‘This is a massacre’: Basic humanity needs to be restored in Gaza

(The Age, 19/10/2023)

( https://www.theage.com.au/world/middle-east/this-is-a-massacre-basic-humanity-needs-to-be-restored-in-gaza-20231018-p5ed7k.html )

As we learn of the bombing of the Al Ahli Arab Hospital in Gaza City, once again we are forced to believe the unbelievable. As well as treating people injured in the war, the hospital was also hosting displaced Gazans who believed a medical facility would be a safe haven in the midst of the relentless bombardment.

This has been proved tragically untrue, as reportedly hundreds of people have been killed in this bombing. It is absolutely unacceptable.

A Medecins Sans Frontieres (MSF) doctor in Gaza, Dr Ghassan Abu Sittah, was providing critical medical care to the injured at the time of the bombing. “We were operating in the hospital, there was a strong explosion and the ceiling fell on the operating room. This is a massacre,” he says.

How many times must MSF state that hospitals can not be a target? Nothing justifies such a shocking attack on patients, healthcare workers, and the people seeking shelter in the hospital. This bloodshed must stop. This bloodshed must stop now.

The scale of the violence that has unfolded over the past 10 days is profoundly shocking. Thousands of men, women and children have been killed in Israel and Palestine. Mass killing of civilians is sickening and must be condemned in all possible terms.

What we are witnessing in Gaza is catastrophic. Hospitals and clinics are at breaking point. They’re overwhelmed and barely functioning. They’re running out of electricity that’s essential to run medical equipment, as well as medicines and medical supplies. Surgeons in Al-Shifa hospital are now operating without painkillers, which is truly unimaginable.

Israel’s short-notice evacuation orders are outrageous and frankly impossible. How do you evacuate a hospital with a few hours’ notice, when patients are too sick or injured to move? Those who are critically ill risk their lives either by moving, or by staying behind, in both cases perhaps condemned to die without treatment.

The bombing right now in Gaza is relentless. People have been killed while forced to move, looking for safety. Almost half of Gaza’s population of 2 million people is now displaced, but the problem is that there is nowhere to seek safety in Gaza. That’s clear when even hospitals are being flattened in this war.

The blockade imposed by the Israeli government is unconscionable. People are deprived of essential needs – water, food, protected shelter, medicines. This is unimaginable. This is inhumane. Basic humanity needs to be restored in Gaza.

The indiscriminate bombing must stop. The egregious level of collective punishment currently being meted out on the people of Gaza must end. People in Gaza urgently need access to truly safe spaces, and ways to reach them safely and unimpeded. People who wish to cross into Egypt should be allowed to – with the future option to come back – and be properly and humanely assisted.
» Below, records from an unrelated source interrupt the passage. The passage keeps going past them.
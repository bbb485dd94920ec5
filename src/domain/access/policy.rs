//! Role-based access policy.
//!
//! `authorize` is a pure function of the actor, the operation, and the facts
//! about the target the caller has already looked up. Handlers call it
//! before touching the working copy.

use crate::domain::club::Club;
use crate::domain::foundation::{AuthorizationResult, ClubId, UserId};
use crate::domain::store::Document;
use crate::domain::user::Role;

use super::Actor;

/// Everything a caller can ask the system to do.
#[derive(Debug, Clone, Copy, PartialEq, Eq, Hash)]
pub enum Operation {
    // Open to everyone
    ListLoginProfiles,
    Login,
    SignUp,

    // Any signed-in user
    ViewPublic,
    UpdateProfile,
    ChangePin,

    // Admin
    CreateUser,
    DeleteUser,
    CreateClub,
    DeleteClub,
    ExportDataset,
    ViewAdminOverview,

    // Owning coordinator
    EditClubImage,
    RespondToJoinRequest,
    DecideEvent,
    ChangeMemberRole,
    RemoveMember,
    ManageCustomRoles,
    ViewCoordinatorDashboard,

    // Student
    RequestJoin,
    ProposeEvent,
    RegisterForEvent,
    ViewStudentDashboard,
}

impl Operation {
    pub fn as_str(&self) -> &'static str {
        use Operation::*;
        match self {
            ListLoginProfiles => "list_login_profiles",
            Login => "login",
            SignUp => "sign_up",
            ViewPublic => "view_public",
            UpdateProfile => "update_profile",
            ChangePin => "change_pin",
            CreateUser => "create_user",
            DeleteUser => "delete_user",
            CreateClub => "create_club",
            DeleteClub => "delete_club",
            ExportDataset => "export_dataset",
            ViewAdminOverview => "view_admin_overview",
            EditClubImage => "edit_club_image",
            RespondToJoinRequest => "respond_to_join_request",
            DecideEvent => "decide_event",
            ChangeMemberRole => "change_member_role",
            RemoveMember => "remove_member",
            ManageCustomRoles => "manage_custom_roles",
            ViewCoordinatorDashboard => "view_coordinator_dashboard",
            RequestJoin => "request_join",
            ProposeEvent => "propose_event",
            RegisterForEvent => "register_for_event",
            ViewStudentDashboard => "view_student_dashboard",
        }
    }

    fn is_public(&self) -> bool {
        matches!(
            self,
            Operation::ListLoginProfiles | Operation::Login | Operation::SignUp
        )
    }
}

/// Facts about a club relevant to the actor.
#[derive(Debug, Clone, PartialEq, Eq)]
pub struct ClubFacts {
    pub club_id: ClubId,
    pub coordinator_id: UserId,
    pub actor_is_member: bool,
}

impl ClubFacts {
    pub fn of(document: &Document, club: &Club, actor: &Actor) -> Self {
        let actor_is_member = actor
            .id()
            .map(|id| document.is_member(id, &club.id))
            .unwrap_or(false);
        Self {
            club_id: club.id.clone(),
            coordinator_id: club.coordinator_id.clone(),
            actor_is_member,
        }
    }
}

/// What an operation targets.
#[derive(Debug, Clone, PartialEq, Eq)]
pub enum Resource {
    /// The dataset as a whole.
    Dataset,
    /// A user account.
    Account(UserId),
    /// A club (and anything scoped to it).
    Club(ClubFacts),
}

impl Resource {
    fn describe(&self) -> String {
        match self {
            Resource::Dataset => "dataset".to_string(),
            Resource::Account(id) => format!("user:{}", id),
            Resource::Club(facts) => format!("club:{}", facts.club_id),
        }
    }
}

/// Decides whether `actor` may perform `operation` on `resource`.
pub fn authorize(actor: &Actor, operation: Operation, resource: &Resource) -> AuthorizationResult {
    let op = operation.as_str();
    let target = resource.describe();
    let who = actor.to_string();
    let allow = || AuthorizationResult::granted(op, target.clone(), who.clone());
    let deny = |reason: &str| AuthorizationResult::denied(op, target.clone(), who.clone(), reason);

    if operation.is_public() {
        return allow();
    }

    let (actor_id, role) = match actor {
        Actor::Anonymous => return deny("Sign in to continue").unauthenticated(),
        Actor::Authenticated { id, role } => (id, *role),
    };

    use Operation::*;
    match operation {
        ListLoginProfiles | Login | SignUp | ViewPublic => allow(),

        UpdateProfile => match resource {
            Resource::Account(target) if target == actor_id || role == Role::Admin => allow(),
            Resource::Account(_) => deny("You can only edit your own profile"),
            _ => deny("Operation does not apply to this resource"),
        },

        ChangePin => match resource {
            Resource::Account(target) if target == actor_id => allow(),
            Resource::Account(_) => deny("You can only change your own PIN"),
            _ => deny("Operation does not apply to this resource"),
        },

        CreateUser | DeleteUser | CreateClub | DeleteClub | ExportDataset | ViewAdminOverview => {
            if role == Role::Admin {
                allow()
            } else {
                deny("Only administrators can do this")
            }
        }

        ViewCoordinatorDashboard => {
            if role == Role::Coordinator {
                allow()
            } else {
                deny("Only coordinators can do this")
            }
        }

        EditClubImage | RespondToJoinRequest | DecideEvent | ChangeMemberRole | RemoveMember
        | ManageCustomRoles => match resource {
            Resource::Club(facts) if role == Role::Coordinator && &facts.coordinator_id == actor_id => {
                allow()
            }
            Resource::Club(_) => deny("Only the club's coordinator can do this"),
            _ => deny("Operation does not apply to this resource"),
        },

        RequestJoin => match (role, resource) {
            (Role::Student, Resource::Club(_)) => allow(),
            (_, Resource::Club(_)) => deny("Only students can join clubs"),
            _ => deny("Operation does not apply to this resource"),
        },

        ProposeEvent => match resource {
            Resource::Club(facts) if role != Role::Admin && facts.actor_is_member => allow(),
            Resource::Club(_) => deny("Only club members can propose events"),
            _ => deny("Operation does not apply to this resource"),
        },

        RegisterForEvent | ViewStudentDashboard => {
            if role == Role::Student {
                allow()
            } else {
                deny("Only students can do this")
            }
        }
    }
}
The Rafah crossing into Egypt must be opened to allow medical and essential supplies to be sent to Gaza. People also need clean water, reliable electricity, access to food and healthcare.

For us, and all medical staff in Gaza to work, we need basic guarantees of safety. Despite the incredible needs, the widespread bombing and the impossibility to bring in supplies has forced us to suspend most of our activities. Our teams inside and outside of Gaza are doing the best they can to respond. Some of our 300 local Palestinian staff continue to work in hospitals across Gaza. We’re preparing medical and humanitarian supplies to be sent in to Gaza when access is open.

As a medical and humanitarian organisation, we are ready to do so much more. We are here to provide urgent care to the thousands of desperate civilians caught in the crossfire of war.

However, as long as the indiscriminate bloodshed continues, without safe passages or protection of healthcare, we cannot achieve the impossible and provide help to those who so desperately need it.

Jennifer Tierney is executive director of Medecins Sans Frontieres Australia.